What the exercise asks ->
How many lines in the data below contain the string "SalesFilter"? State that number only.

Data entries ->
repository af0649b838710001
/// Compact money/quantity formatting for metric cards
///
/// Divides by 1000 while the value is at least 1000, at most twice, and
/// appends the unit label ("", "mil", "milhões"). Two decimal places.
///
/// # Примеры
/// ```
/// use sales_backend::shared::format::format_compact;
/// assert_eq!(format_compact(1500.0, ""), "1.50 mil");
/// assert_eq!(format_compact(2_500_000.0, "R$"), "R$ 2.50 milhões");
/// ```
pub fn format_compact(value: f64, prefix: &str) -> String {
    let mut value = value;
    for unit in ["", "mil"] {
        if value < 1000.0 {
            return with_prefix(prefix, value, unit);
        }
        value /= 1000.0;
    }
    with_prefix(prefix, value, "milhões")
}

fn with_prefix(prefix: &str, value: f64, unit: &str) -> String {
    if prefix.is_empty() {
        format!("{:.2} {}", value, unit)
    } else {
        format!("{} {:.2} {}", prefix, value, unit)
    }
}
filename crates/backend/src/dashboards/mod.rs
pub mod d402_sales_overview;
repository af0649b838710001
pub mod middleware;
pub mod tracing;
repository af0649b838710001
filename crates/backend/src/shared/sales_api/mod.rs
pub mod labdados;

use contracts::dashboards::d402_sales_overview::SaleRecord;
use contracts::enums::Region;
use thiserror::Error;

pub use labdados::LabDadosClient;

/// Ошибки источника данных о продажах
#[derive(Debug, Error)]
pub enum SalesApiError {
    #[error("Network error: {0}")]
    Network(#[from] reqwest::Error),

    #[error("Sales API returned HTTP {status}: {body}")]
    Status { status: u16, body: String },

    #[error("Malformed sales payload: {0}")]
    Parse(#[from] serde_json::Error),
}

/// Server-side part of the filter: the provider knows region and year only
#[derive(Debug, Clone, Copy, PartialEq, Eq, Default)]
pub struct ProviderQuery {
    pub region: Region,
    pub year: Option<i32>,
}

impl ProviderQuery {
    /// `regiao` / `ano` pairs; empty strings mean "unfiltered"
    pub fn params(&self) -> [(&'static str, String); 2] {
        [
            ("regiao", self.region.query_value().to_string()),
            ("ano", self.year.map(|y| y.to_string()).unwrap_or_default()),
        ]
    }
}

/// Трейт для источников данных о продажах
///
/// Blocking by contract: callers inside the async runtime go through
/// `spawn_blocking`.
pub trait SalesDataProvider: Send + Sync {
    fn fetch(&self, query: &ProviderQuery) -> Result<Vec<SaleRecord>, SalesApiError>;
}
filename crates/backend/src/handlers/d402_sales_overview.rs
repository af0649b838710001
use axum::{
    extract::{Query, State},
    http::StatusCode,
    Json,
};
use contracts::dashboards::d402_sales_overview::{
    FilterOptions, SalesFilter, SalesOverviewRequest, SalesOverviewResponse,
};
use std::sync::Arc;

use crate::dashboards::d402_sales_overview::{service, SalesOverviewError};
use crate::routes::AppState;

/// GET /api/d402/sales_overview?region=sudeste&year=2022&sellers=Ana,Bruno&top_sellers=5
pub async fn get_sales_overview(
    State(state): State<AppState>,
    Query(request): Query<SalesOverviewRequest>,
) -> Result<Json<SalesOverviewResponse>, StatusCode> {
    let filter = match SalesFilter::try_from(request) {
        Ok(filter) => filter,
        Err(e) => {
            tracing::warn!("D402 Dashboard: Rejected request: {}", e);
            return Err(StatusCode::BAD_REQUEST);
        }
    };

    tracing::info!(
        "D402 Dashboard: Getting sales overview (region='{}', year={:?}, {} sellers selected, top {})",
        filter.region,
        filter.year,
        filter.sellers.len(),
        filter.top_sellers
    );

    let provider = Arc::clone(&state.sales_provider);
    let result =
        tokio::task::spawn_blocking(move || service::get_sales_overview(provider.as_ref(), filter))
            .await;

    match result {
        Ok(Ok(response)) => {
            tracing::info!(
                "D402 Dashboard: Returning {} records, {} states, {} months",
                response.sales_count,
                response.revenue_by_state.len(),
                response.monthly_revenue.len()
            );
            Ok(Json(response))
        }
        Ok(Err(SalesOverviewError::InvalidFilter(e))) => {
            tracing::warn!("D402 Dashboard: Invalid filter: {}", e);
            Err(StatusCode::BAD_REQUEST)
        }
        Ok(Err(SalesOverviewError::Provider(e))) => {
            tracing::error!("D402 Dashboard: Sales API failed: {}", e);
            Err(StatusCode::BAD_GATEWAY)
        }
        Err(e) => {
            tracing::error!("D402 Dashboard: Pipeline task failed: {}", e);
            Err(StatusCode::INTERNAL_SERVER_ERROR)
        }
    }
}

/// GET /api/d402/filter_options
pub async fn get_filter_options() -> Json<FilterOptions> {
    Json(service::filter_options())
}
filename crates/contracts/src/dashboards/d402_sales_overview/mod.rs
pub mod dto;
pub mod purchase_date;

pub use dto::*;
use axum::body::Body;
use axum::http::Request;
use axum::middleware::Next;
use axum::response::Response;

/// Middleware для логирования HTTP запросов
///
/// Пишет в лог метод, путь, статус и длительность каждого запроса.
pub async fn request_logger(req: Request<Body>, next: Next) -> Response {
    let start = std::time::Instant::now();
    let method = req.method().clone();
    let path = req.uri().path().to_string();

    let response = next.run(req).await;

    let status = response.status();
    let elapsed_ms = start.elapsed().as_millis();
    if status.is_server_error() {
        tracing::error!("{} {} -> {} ({}ms)", method, path, status.as_u16(), elapsed_ms);
    } else if status.is_client_error() {
        tracing::warn!("{} {} -> {} ({}ms)", method, path, status.as_u16(), elapsed_ms);
    } else {
        tracing::info!("{} {} -> {} ({}ms)", method, path, status.as_u16(), elapsed_ms);
    }

    response
}
pub mod aggregation;
pub mod error;
pub mod service;

pub use error::SalesOverviewError;
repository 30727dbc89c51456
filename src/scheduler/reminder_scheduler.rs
//! Effect executor around the reminder state machine

use std::sync::Arc;

use chrono::SecondsFormat;
use tracing::{debug, error, info, warn};

use super::machine::{transition, Effect, Event, Note, Transition, POLL_ALARM, REMINDER_ALARM};
use crate::{
    clock::Clock,
    directory::ContestDirectory,
    error::{SchedulerError, StoreError},
    services::{AlarmFacility, AlarmId, AlarmSchedule, Notifier},
    state::{status::utc_from_ms, ReminderState, SchedulerStatus},
    storage::{ReminderPatch, ReminderStore},
};

/// Process-wide reminder controller.
///
/// Owns the in-memory [`ReminderState`]. Every public method is one
/// transition; callers must not run two at once (the scheduler task
/// guarantees this by handling one event at a time).
pub struct ReminderScheduler {
    directory: Arc<dyn ContestDirectory>,
    store: ReminderStore,
    alarms: Arc<dyn AlarmFacility>,
    notifier: Arc<dyn Notifier>,
    clock: Arc<dyn Clock>,
    poll_schedule: AlarmSchedule,
    state: ReminderState,
    // Last write failed; disk may lag behind `state`.
    dirty: bool,
    // Persisted record has been read (or overridden by a user command).
    loaded: bool,
    reminder_alarm: Option<AlarmId>,
}

impl ReminderScheduler {
    pub fn new(
        directory: Arc<dyn ContestDirectory>,
        store: ReminderStore,
        alarms: Arc<dyn AlarmFacility>,
        notifier: Arc<dyn Notifier>,
        clock: Arc<dyn Clock>,
        poll_schedule: AlarmSchedule,
    ) -> Self {
        Self {
            directory,
            store,
            alarms,
            notifier,
            clock,
            poll_schedule,
            state: ReminderState::default(),
            dirty: false,
            loaded: false,
            reminder_alarm: None,
        }
    }

    pub fn state(&self) -> ReminderState {
        self.state
    }

    pub fn is_dirty(&self) -> bool {
        self.dirty
    }

    pub fn status(&self) -> SchedulerStatus {
        SchedulerStatus::from_state(&self.state, self.dirty)
    }

    /// Process startup: load state, recover, start polling.
    pub async fn start(&mut self) -> Result<(), SchedulerError> {
        self.alarms.create(POLL_ALARM, self.poll_schedule);
        debug!("Poll alarm scheduled: {:?}", self.poll_schedule);

        self.poll_tick().await
    }

    pub async fn enable(&mut self) -> Result<(), SchedulerError> {
        info!("Enabling contest reminders");
        self.load_before_command().await;
        let mut result = self.apply(Event::Enable).await;
        let next = self.directory.fetch_next_upcoming_contest().await;
        keep_first(&mut result, self.apply(Event::Polled(next)).await);
        result
    }

    pub async fn disable(&mut self) -> Result<(), SchedulerError> {
        info!("Disabling contest reminders");
        self.load_before_command().await;
        self.apply(Event::Disable).await
    }

    /// Refresh the directory and re-arm. Does nothing while disabled.
    ///
    /// Retries loading the persisted state first if it has not been read yet.
    pub async fn poll_tick(&mut self) -> Result<(), SchedulerError> {
        let loaded = self.load().await;
        if !self.state.enabled {
            debug!("Reminders disabled, skipping poll");
            return loaded;
        }

        let next = self.directory.fetch_next_upcoming_contest().await;
        let mut result = loaded;
        keep_first(&mut result, self.apply(Event::Polled(next)).await);
        result
    }

    /// Dispatch a fired alarm by name.
    ///
    /// A reminder alarm whose `generation` is not the one currently armed was
    /// replaced or cleared after it fired and is ignored.
    pub async fn timer_fired(
        &mut self,
        name: &str,
        generation: AlarmId,
    ) -> Result<(), SchedulerError> {
        match name {
            REMINDER_ALARM if self.reminder_alarm != Some(generation) => {
                debug!(
                    "Ignoring stale reminder alarm (generation {}, armed {:?})",
                    generation, self.reminder_alarm
                );
                Ok(())
            }
            REMINDER_ALARM => {
                info!("Contest reminder alarm fired");
                self.apply(Event::ReminderFired).await
            }
            POLL_ALARM => {
                debug!("Poll alarm fired");
                self.poll_tick().await
            }
            other => {
                warn!("Ignoring unknown alarm '{}'", other);
                Ok(())
            }
        }
    }

    /// Detect a reminder window that passed while the process was down.
    pub async fn on_restart_recovery_check(&mut self) -> Result<(), SchedulerError> {
        self.apply(Event::Restarted).await
    }

    /// Read the persisted record once; until that succeeds the scheduler
    /// stays disabled and every poll retries.
    async fn load(&mut self) -> Result<(), SchedulerError> {
        if self.loaded {
            return Ok(());
        }

        let state = match self.store.get().await {
            Ok(state) => state,
            Err(e) => {
                error!("Failed to load reminder state, staying disabled: {}", e);
                return Err(e.into());
            }
        };

        info!(
            "Loaded reminder state: {} (armed contest: {:?})",
            state.phase().name(),
            state.armed.map(|c| c.id)
        );
        self.state = state;
        self.loaded = true;
        self.on_restart_recovery_check().await
    }

    /// A user command makes the in-memory record authoritative when the
    /// store still cannot be read; the whole record is written on the next
    /// transition.
    async fn load_before_command(&mut self) {
        if self.load().await.is_err() {
            self.loaded = true;
            self.dirty = true;
        }
    }

    async fn apply(&mut self, event: Event) -> Result<(), SchedulerError> {
        let resynced = self.resync().await;

        let now_ms = self.clock.now_ms();
        let Transition {
            state,
            effects,
            note,
        } = transition(&self.state, event, now_ms);

        if let Some(note) = note {
            log_note(note);
        }
        if state.phase() != self.state.phase() {
            info!(
                "Reminder scheduler: {} -> {}",
                self.state.phase().name(),
                state.phase().name()
            );
        }
        self.state = state;

        let persisted = self.execute(effects).await;

        match resynced.and(persisted) {
            Ok(()) => Ok(()),
            Err(e) => {
                self.dirty = true;
                warn!("Reminder state not persisted, will retry on next transition: {}", e);
                Err(e.into())
            }
        }
    }

    /// Write the whole in-memory record if an earlier write failed
    async fn resync(&mut self) -> Result<(), StoreError> {
        if !self.dirty {
            return Ok(());
        }

        self.store.save(&self.state).await?;
        self.dirty = false;
        info!("Reminder state reconciled with store");
        Ok(())
    }

    /// Run effects in order. Store failures do not stop later effects; the
    /// first one is returned.
    async fn execute(&mut self, effects: Vec<Effect>) -> Result<(), StoreError> {
        let mut result = Ok(());

        for effect in effects {
            match effect {
                Effect::ClearReminderAlarm => {
                    self.alarms.clear(REMINDER_ALARM);
                    self.reminder_alarm = None;
                }
                Effect::ArmReminderAlarm {
                    contest_id,
                    fire_at_ms,
                } => {
                    self.reminder_alarm =
                        Some(self.alarms.create(REMINDER_ALARM, AlarmSchedule::At(fire_at_ms)));
                    info!(
                        "Reminder armed for contest {} at {}",
                        contest_id,
                        format_ms(fire_at_ms)
                    );
                }
                Effect::Notify(notification) => {
                    self.notifier.show(&notification).await;
                }
                Effect::SaveEnabled(enabled) => {
                    keep_first(&mut result, self.store.set(ReminderPatch::enabled(enabled)).await);
                }
                Effect::SaveArmed(contest) => {
                    keep_first(&mut result, self.store.set(ReminderPatch::armed(contest)).await);
                }
                Effect::ClearArmed => {
                    keep_first(&mut result, self.store.clear_armed().await);
                }
            }
        }

        result
    }
}

fn keep_first<E>(slot: &mut Result<(), E>, next: Result<(), E>) {
    if slot.is_ok() {
        *slot = next;
    }
}

fn format_ms(ms: i64) -> String {
    utc_from_ms(ms)
        .map(|t| t.to_rfc3339_opts(SecondsFormat::Secs, true))
        .unwrap_or_else(|| format!("{ms}ms"))
}

fn log_note(note: Note) {
    match note {
        Note::StaleArming {
            contest_id,
            fire_at_ms,
        } => info!(
            "Reminder time {} for contest {} already passed, not arming",
            format_ms(fire_at_ms),
            contest_id
        ),
        Note::NoUpcomingContest => debug!("No upcoming contest this cycle"),
        Note::IgnoredWhileDisabled => debug!("Poll result ignored, reminders disabled"),
        Note::FiredWhileDisabled => warn!("Reminder alarm fired while disabled, suppressing"),
        Note::MissedReminder { contest_id } => {
            warn!("Missed the reminder for contest {} while not running", contest_id)
        }
        Note::ExpiredArming { contest_id } => {
            info!("Contest {} already started, dropping stale reminder", contest_id)
        }
    }
}
//! cf-reminder - Codeforces contest reminder daemon
//! 
//! Polls the Codeforces contest list, arms a single alarm five minutes
//! before the next contest, and notifies the user when it fires. The
//! reminder state survives restarts, and a reminder missed while the daemon
//! was down is reported at startup.

pub mod api;
pub mod clock;
pub mod config;
pub mod directory;
pub mod error;
pub mod scheduler;
pub mod services;
pub mod state;
pub mod storage;
pub mod tasks;
pub mod utils;

#[cfg(test)]
mod testing;

// Re-export commonly used types
pub use config::Config;
pub use state::AppState;
pub use api::create_router;
pub use scheduler::ReminderScheduler;
pub use utils::signals::shutdown_signal;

Written answer ->
2